▶ **Your assignment**
In the entries below, find the line with "const IDLE: FrameStep" and the line with "let landed = settled". Return those two lines and all lines between them, exactly.

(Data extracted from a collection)

-*-

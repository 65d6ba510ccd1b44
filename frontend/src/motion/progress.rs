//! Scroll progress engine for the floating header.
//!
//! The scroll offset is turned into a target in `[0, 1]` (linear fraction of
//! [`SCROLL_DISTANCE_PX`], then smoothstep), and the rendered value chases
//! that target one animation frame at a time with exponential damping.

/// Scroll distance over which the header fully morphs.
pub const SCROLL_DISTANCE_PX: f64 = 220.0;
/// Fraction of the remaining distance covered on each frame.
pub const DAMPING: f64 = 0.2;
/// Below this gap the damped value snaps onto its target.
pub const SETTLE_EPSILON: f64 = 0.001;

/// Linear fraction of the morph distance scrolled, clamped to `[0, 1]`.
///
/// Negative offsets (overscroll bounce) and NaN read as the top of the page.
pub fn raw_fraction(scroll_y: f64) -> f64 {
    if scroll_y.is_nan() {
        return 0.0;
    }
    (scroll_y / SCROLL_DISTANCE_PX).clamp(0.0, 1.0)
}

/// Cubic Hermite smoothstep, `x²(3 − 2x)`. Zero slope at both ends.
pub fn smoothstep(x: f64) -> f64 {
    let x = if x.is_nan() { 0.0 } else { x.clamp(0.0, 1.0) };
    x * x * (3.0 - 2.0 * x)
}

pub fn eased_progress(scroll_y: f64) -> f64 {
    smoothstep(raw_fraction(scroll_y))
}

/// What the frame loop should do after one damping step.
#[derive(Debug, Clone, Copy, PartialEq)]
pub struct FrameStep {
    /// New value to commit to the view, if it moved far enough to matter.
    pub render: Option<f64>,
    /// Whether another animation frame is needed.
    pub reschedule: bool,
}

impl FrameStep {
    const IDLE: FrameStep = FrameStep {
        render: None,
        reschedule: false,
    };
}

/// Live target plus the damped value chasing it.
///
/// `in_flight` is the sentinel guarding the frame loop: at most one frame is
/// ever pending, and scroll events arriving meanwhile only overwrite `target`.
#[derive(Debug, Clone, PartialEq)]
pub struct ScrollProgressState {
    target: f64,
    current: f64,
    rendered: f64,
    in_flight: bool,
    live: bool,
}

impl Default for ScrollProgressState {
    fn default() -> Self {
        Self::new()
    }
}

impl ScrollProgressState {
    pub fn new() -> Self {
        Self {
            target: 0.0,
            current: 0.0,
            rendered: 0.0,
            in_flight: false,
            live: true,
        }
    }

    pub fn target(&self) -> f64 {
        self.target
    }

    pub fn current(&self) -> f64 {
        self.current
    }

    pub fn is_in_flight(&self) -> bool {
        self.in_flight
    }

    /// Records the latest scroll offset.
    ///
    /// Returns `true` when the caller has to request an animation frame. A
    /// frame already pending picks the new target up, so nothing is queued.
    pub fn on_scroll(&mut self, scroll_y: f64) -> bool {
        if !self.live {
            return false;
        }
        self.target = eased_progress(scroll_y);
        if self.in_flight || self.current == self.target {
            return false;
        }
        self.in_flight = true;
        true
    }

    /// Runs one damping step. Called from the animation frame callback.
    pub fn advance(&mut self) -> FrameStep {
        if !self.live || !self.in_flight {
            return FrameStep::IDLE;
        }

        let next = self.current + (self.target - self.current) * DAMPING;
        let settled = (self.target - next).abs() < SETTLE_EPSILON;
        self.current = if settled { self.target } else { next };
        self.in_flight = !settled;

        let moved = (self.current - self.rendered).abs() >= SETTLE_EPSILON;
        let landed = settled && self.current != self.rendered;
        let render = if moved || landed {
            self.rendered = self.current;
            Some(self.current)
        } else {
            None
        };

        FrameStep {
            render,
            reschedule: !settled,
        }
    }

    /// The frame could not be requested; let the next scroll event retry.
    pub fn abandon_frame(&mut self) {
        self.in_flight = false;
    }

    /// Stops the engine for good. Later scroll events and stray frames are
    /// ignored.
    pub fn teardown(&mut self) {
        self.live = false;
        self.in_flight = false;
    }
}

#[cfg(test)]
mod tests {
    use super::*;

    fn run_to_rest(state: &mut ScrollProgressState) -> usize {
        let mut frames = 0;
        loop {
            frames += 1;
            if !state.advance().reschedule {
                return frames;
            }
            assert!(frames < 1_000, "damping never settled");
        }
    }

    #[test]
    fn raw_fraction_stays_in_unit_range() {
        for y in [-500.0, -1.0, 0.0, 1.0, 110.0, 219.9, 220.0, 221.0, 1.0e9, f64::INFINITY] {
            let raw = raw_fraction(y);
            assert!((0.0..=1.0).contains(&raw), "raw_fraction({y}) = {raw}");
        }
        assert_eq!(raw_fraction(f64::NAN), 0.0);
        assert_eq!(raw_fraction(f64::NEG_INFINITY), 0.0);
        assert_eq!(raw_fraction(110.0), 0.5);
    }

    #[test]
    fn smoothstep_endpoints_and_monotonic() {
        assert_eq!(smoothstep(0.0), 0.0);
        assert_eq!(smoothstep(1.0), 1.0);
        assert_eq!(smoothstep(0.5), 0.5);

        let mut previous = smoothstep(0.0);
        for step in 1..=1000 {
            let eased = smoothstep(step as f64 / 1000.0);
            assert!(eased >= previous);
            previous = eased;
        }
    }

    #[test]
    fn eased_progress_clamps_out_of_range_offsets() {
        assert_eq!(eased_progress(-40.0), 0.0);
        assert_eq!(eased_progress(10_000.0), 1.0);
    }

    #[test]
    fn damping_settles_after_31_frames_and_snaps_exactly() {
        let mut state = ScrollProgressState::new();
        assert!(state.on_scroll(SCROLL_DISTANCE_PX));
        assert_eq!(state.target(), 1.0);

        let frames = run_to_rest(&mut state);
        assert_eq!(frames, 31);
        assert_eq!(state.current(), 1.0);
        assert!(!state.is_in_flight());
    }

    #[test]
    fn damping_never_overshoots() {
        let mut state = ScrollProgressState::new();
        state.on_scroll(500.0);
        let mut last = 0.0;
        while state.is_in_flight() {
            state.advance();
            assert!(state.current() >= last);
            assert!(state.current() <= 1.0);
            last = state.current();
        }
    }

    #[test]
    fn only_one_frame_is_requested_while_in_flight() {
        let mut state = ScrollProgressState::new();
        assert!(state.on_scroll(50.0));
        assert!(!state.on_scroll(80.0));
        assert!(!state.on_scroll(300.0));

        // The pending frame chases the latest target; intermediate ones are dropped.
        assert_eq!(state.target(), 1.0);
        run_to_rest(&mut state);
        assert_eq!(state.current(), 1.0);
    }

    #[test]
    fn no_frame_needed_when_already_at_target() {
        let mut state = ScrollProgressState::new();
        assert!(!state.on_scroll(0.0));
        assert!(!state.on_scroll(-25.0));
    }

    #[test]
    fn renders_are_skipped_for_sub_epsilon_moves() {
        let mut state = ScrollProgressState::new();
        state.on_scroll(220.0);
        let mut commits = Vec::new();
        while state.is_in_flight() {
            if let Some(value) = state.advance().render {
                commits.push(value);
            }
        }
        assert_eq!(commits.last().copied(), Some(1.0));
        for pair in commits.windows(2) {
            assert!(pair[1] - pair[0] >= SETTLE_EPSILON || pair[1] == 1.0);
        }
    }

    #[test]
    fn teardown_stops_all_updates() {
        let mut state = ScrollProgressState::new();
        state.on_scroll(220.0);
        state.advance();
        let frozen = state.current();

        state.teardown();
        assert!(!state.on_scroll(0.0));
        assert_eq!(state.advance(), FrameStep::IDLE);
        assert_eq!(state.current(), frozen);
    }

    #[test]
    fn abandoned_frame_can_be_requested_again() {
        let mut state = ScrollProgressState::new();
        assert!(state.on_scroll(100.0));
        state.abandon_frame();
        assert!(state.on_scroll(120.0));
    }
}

-*-

▶ **Task answer**
    const IDLE: FrameStep = FrameStep {
        render: None,
        reschedule: false,
    };
}

/// Live target plus the damped value chasing it.
///
/// `in_flight` is the sentinel guarding the frame loop: at most one frame is
/// ever pending, and scroll events arriving meanwhile only overwrite `target`.
#[derive(Debug, Clone, PartialEq)]
pub struct ScrollProgressState {
    target: f64,
    current: f64,
    rendered: f64,
    in_flight: bool,
    live: bool,
}

impl Default for ScrollProgressState {
    fn default() -> Self {
        Self::new()
    }
}

impl ScrollProgressState {
    pub fn new() -> Self {
        Self {
            target: 0.0,
            current: 0.0,
            rendered: 0.0,
            in_flight: false,
            live: true,
        }
    }

    pub fn target(&self) -> f64 {
        self.target
    }

    pub fn current(&self) -> f64 {
        self.current
    }

    pub fn is_in_flight(&self) -> bool {
        self.in_flight
    }

    /// Records the latest scroll offset.
    ///
    /// Returns `true` when the caller has to request an animation frame. A
    /// frame already pending picks the new target up, so nothing is queued.
    pub fn on_scroll(&mut self, scroll_y: f64) -> bool {
        if !self.live {
            return false;
        }
        self.target = eased_progress(scroll_y);
        if self.in_flight || self.current == self.target {
            return false;
        }
        self.in_flight = true;
        true
    }

    /// Runs one damping step. Called from the animation frame callback.
    pub fn advance(&mut self) -> FrameStep {
        if !self.live || !self.in_flight {
            return FrameStep::IDLE;
        }

        let next = self.current + (self.target - self.current) * DAMPING;
        let settled = (self.target - next).abs() < SETTLE_EPSILON;
        self.current = if settled { self.target } else { next };
        self.in_flight = !settled;

        let moved = (self.current - self.rendered).abs() >= SETTLE_EPSILON;
        let landed = settled && self.current != self.rendered;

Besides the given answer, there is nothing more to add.